The Washington Post
Abortion and immigration cases
Court agrees to take up challenges to Trump-era regulations.
The Supreme Court on Monday agreed to take up challenges to controversial Trump administration regulations on immigrants and on abortion counseling, although the Biden administration might rescind both before the cases can be heard.
One case involves a “gag rule” that prohibits federally funded health clinics from referring women to abortion providers. The other involves regulations that could keep immigrants from getting their green cards if they use food stamps or other public benefits.
The cases would not be heard until the court’s new term beginning in October. President Biden already has expressed opposition to both of the policies.
At issue in the immigration cases are rules that establish new criteria for what makes one be deemed dependent on the government for public assistance — a “public charge” — and therefore disqualified for green cards and a path to U.S. citizenship.
Under the 2019 Department of Homeland Security policy, immigrants who are in the United States legally are considered public charges and ineligible if they use any benefits or are declared likely to someday rely on such assistance.

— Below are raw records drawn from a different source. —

//! Configuration loading for the assistant.
//!
//! Configuration lives in a YAML file; secrets (API keys, assistant id,
//! spreadsheet token) may be omitted from the file and supplied through
//! environment variables instead. Environment values win over file values so
//! a checked-in config never needs to carry credentials.

use serde::{Deserialize, Serialize};
use std::path::Path;

use crate::errors::AssistantError;

const ENV_API_KEY: &str = "BOTICA_API_KEY";
const ENV_ASSISTANT_ID: &str = "BOTICA_ASSISTANT_ID";
const ENV_SHEETS_TOKEN: &str = "BOTICA_SHEETS_TOKEN";

#[derive(Debug, Clone, Serialize, Deserialize, Default)]
pub struct BoticaConfig {
    #[serde(default)]
    pub assistant: AssistantConfig,
    #[serde(default)]
    pub embeddings: EmbeddingConfig,
    #[serde(default)]
    pub paths: PathsConfig,
    #[serde(default)]
    pub retrieval: RetrievalConfig,
    #[serde(default)]
    pub inventory: InventoryConfig,
    #[serde(default)]
    pub session: SessionConfig,
}

#[derive(Debug, Clone, Serialize, Deserialize)]
pub struct AssistantConfig {
    #[serde(default = "default_api_base")]
    pub api_base: String,
    #[serde(default)]
    pub api_key: Option<String>,
    #[serde(default)]
    pub assistant_id: Option<String>,
}

#[derive(Debug, Clone, Serialize, Deserialize)]
pub struct EmbeddingConfig {
    #[serde(default = "default_api_base")]
    pub api_base: String,
    #[serde(default)]
    pub api_key: Option<String>,
    #[serde(default = "default_embedding_model")]
    pub model: String,
    #[serde(default = "default_embedding_dimension")]
    pub dimension: usize,
}

#[derive(Debug, Clone, Serialize, Deserialize)]
pub struct PathsConfig {
    #[serde(default = "default_tables_dir")]
    pub tables_dir: String,
    #[serde(default = "default_corpus_dir")]
    pub corpus_dir: String,
    #[serde(default = "default_catalog_dir")]
    pub catalog_dir: String,
    #[serde(default = "default_index_path")]
    pub index_path: String,
    #[serde(default = "default_stock_path")]
    pub stock_path: String,
    #[serde(default = "default_chat_log_path")]
    pub chat_log_path: String,
}

#[derive(Debug, Clone, Serialize, Deserialize)]
pub struct RetrievalConfig {
    #[serde(default = "default_k_search")]
    pub k_search: usize,
    #[serde(default = "default_k_threshold")]
    pub k_threshold: usize,
}

#[derive(Debug, Clone, Serialize, Deserialize)]
pub struct InventoryConfig {
    #[serde(default)]
    pub spreadsheet_id: String,
    #[serde(default = "default_sheet_range")]
    pub range: String,
    #[serde(default)]
    pub api_token: Option<String>,
    #[serde(default = "default_max_retries")]
    pub max_retries: u32,
    #[serde(default = "default_retry_delay_secs")]
    pub retry_delay_secs: u64,
}

#[derive(Debug, Clone, Serialize, Deserialize)]
pub struct SessionConfig {
    #[serde(default = "default_idle_timeout_secs")]
    pub idle_timeout_secs: u64,
    #[serde(default = "default_initial_message")]
    pub initial_message: String,
}

fn default_api_base() -> String {
    "https://api.openai.com/v1".to_string()
}

fn default_embedding_model() -> String {
    "text-embedding-3-small".to_string()
}

fn default_embedding_dimension() -> usize {
    1536
}

fn default_tables_dir() -> String {
    "database/tables".to_string()
}

fn default_corpus_dir() -> String {
    "database/txt".to_string()
}

fn default_catalog_dir() -> String {
    "database/csv".to_string()
}

fn default_index_path() -> String {
    "database/index.json".to_string()
}

fn default_stock_path() -> String {
    "database/stock.csv".to_string()
}

fn default_chat_log_path() -> String {
    "logs/chat.log".to_string()
}

fn default_k_search() -> usize {
    30
}

fn default_k_threshold() -> usize {
    5
}

fn default_sheet_range() -> String {
    "A:F".to_string()
}

fn default_max_retries() -> u32 {
    3
}

fn default_retry_delay_secs() -> u64 {
    5
}

fn default_idle_timeout_secs() -> u64 {
    3600
}

fn default_initial_message() -> String {
    "Hola, ¿en qué puedo ayudarte hoy?".to_string()
}

impl Default for AssistantConfig {
    fn default() -> Self {
        Self {
            api_base: default_api_base(),
            api_key: None,
            assistant_id: None,
        }
    }
}

impl Default for EmbeddingConfig {
    fn default() -> Self {
        Self {
            api_base: default_api_base(),
            api_key: None,
            model: default_embedding_model(),
            dimension: default_embedding_dimension(),
        }
    }
}

impl Default for PathsConfig {
    fn default() -> Self {
        Self {
            tables_dir: default_tables_dir(),
            corpus_dir: default_corpus_dir(),
            catalog_dir: default_catalog_dir(),
            index_path: default_index_path(),
            stock_path: default_stock_path(),
            chat_log_path: default_chat_log_path(),
        }
    }
}

impl Default for RetrievalConfig {
    fn default() -> Self {
        Self {
            k_search: default_k_search(),
            k_threshold: default_k_threshold(),
        }
    }
}

impl Default for InventoryConfig {
    fn default() -> Self {
        Self {
            spreadsheet_id: String::new(),
            range: default_sheet_range(),
            api_token: None,
            max_retries: default_max_retries(),
            retry_delay_secs: default_retry_delay_secs(),
        }
    }
}

impl Default for SessionConfig {
    fn default() -> Self {
        Self {
            idle_timeout_secs: default_idle_timeout_secs(),
            initial_message: default_initial_message(),
        }
    }
}

impl BoticaConfig {
    /// Loads configuration from a YAML file, then applies environment
    /// overrides. A missing file yields the defaults (environment overrides
    /// still apply), so the offline commands work without any config on disk.
    pub fn load<P: AsRef<Path>>(path: P) -> Result<Self, AssistantError> {
        let path = path.as_ref();
        let mut config = if path.exists() {
            let raw = std::fs::read_to_string(path)?;
            serde_yaml::from_str(&raw)
                .map_err(|e| AssistantError::ConfigError(format!("{}: {}", path.display(), e)))?
        } else {
            log::warn!("Config file {} not found, using defaults", path.display());
            Self::default()
        };
        config.apply_env_overrides();
        Ok(config)
    }

    fn apply_env_overrides(&mut self) {
        if let Ok(key) = std::env::var(ENV_API_KEY) {
            self.assistant.api_key = Some(key.clone());
            self.embeddings.api_key = Some(key);
        }
        if let Ok(id) = std::env::var(ENV_ASSISTANT_ID) {
            self.assistant.assistant_id = Some(id);
        }
        if let Ok(token) = std::env::var(ENV_SHEETS_TOKEN) {
            self.inventory.api_token = Some(token);
        }
    }

    /// API key for the assistant endpoint, required for the chat path.
    pub fn require_api_key(&self) -> Result<&str, AssistantError> {
        self.assistant
            .api_key
            .as_deref()
            .ok_or_else(|| {
                AssistantError::ConfigError(format!(
                    "missing assistant API key (set assistant.api_key or {})",
                    ENV_API_KEY
                ))
            })
    }

    pub fn require_assistant_id(&self) -> Result<&str, AssistantError> {
        self.assistant
            .assistant_id
            .as_deref()
            .ok_or_else(|| {
                AssistantError::ConfigError(format!(
                    "missing assistant id (set assistant.assistant_id or {})",
                    ENV_ASSISTANT_ID
                ))
            })
    }
}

Immigrant support groups call it a “wealth test” and say it intimidates immigrants and their children from using public benefits such as Medicaid, food stamps or housing assistance to which they may be legally entitled.
Federal courts have split on the rules, but the Supreme Court has allowed them to mostly go into effect while the legal challenges continue.
The groups who brought the challenges said Monday that Biden should revise the rules rather than wait for a decision from the high court.
“The Biden administration must rescind the rule immediately and should withdraw all pending government appeals defending the rule, including its appeals to the Supreme Court,” the Legal Aid Society, the Center for Constitutional Rights and a group called Make the Road New York said in a joint statement.
“Every day that passes causes more harm to immigrant communities and impedes efforts to curb the spread of the coronavirus, particularly among low-income communities of color.”
In the abortion case, the new administration already is considering the restrictions President Donald Trump’s team put in place regarding Title X, a decades-old law regarding family-planning services. Its regulations continually change, depending on the political party of the administration in charge.
Groups such as Planned Parenthood have said that the Trump administration’s requirements could keep them from participating, and restrict physicians from even referring a woman to an abortion provider if she is seeking the procedure.
The U.S. Court of Appeals for the 9th Circuit approved the restrictions. The U.S. Court of Appeals for the 4th Circuit said they went too far, and a suit brought by Baltimore said they could not be enforced in Maryland.
Groups challenging the rules — the American Civil Liberties Union, the American Medical Association, Essential Access Health, the National Family Planning & Reproductive Health Association, and Planned Parenthood Federation of America — welcomed the Supreme Court’s review.
The rule “inappropriately interferes with the patient-physician relationship and conflicts with the ethical obligations of physicians and other health-care providers — ultimately jeopardizing patient access to safe care,” they said.
Antiabortion activists said they remained hopeful that the court will get the chance to approve what they called the “Protect Life Rule.”
“We are confident the Supreme Court will rule that the Trump administration and future pro-life administrations have the right to disentangle Title X taxpayer funding from the abortion industry,” said Marjorie Dannenfelser, president of the Susan B. Anthony List.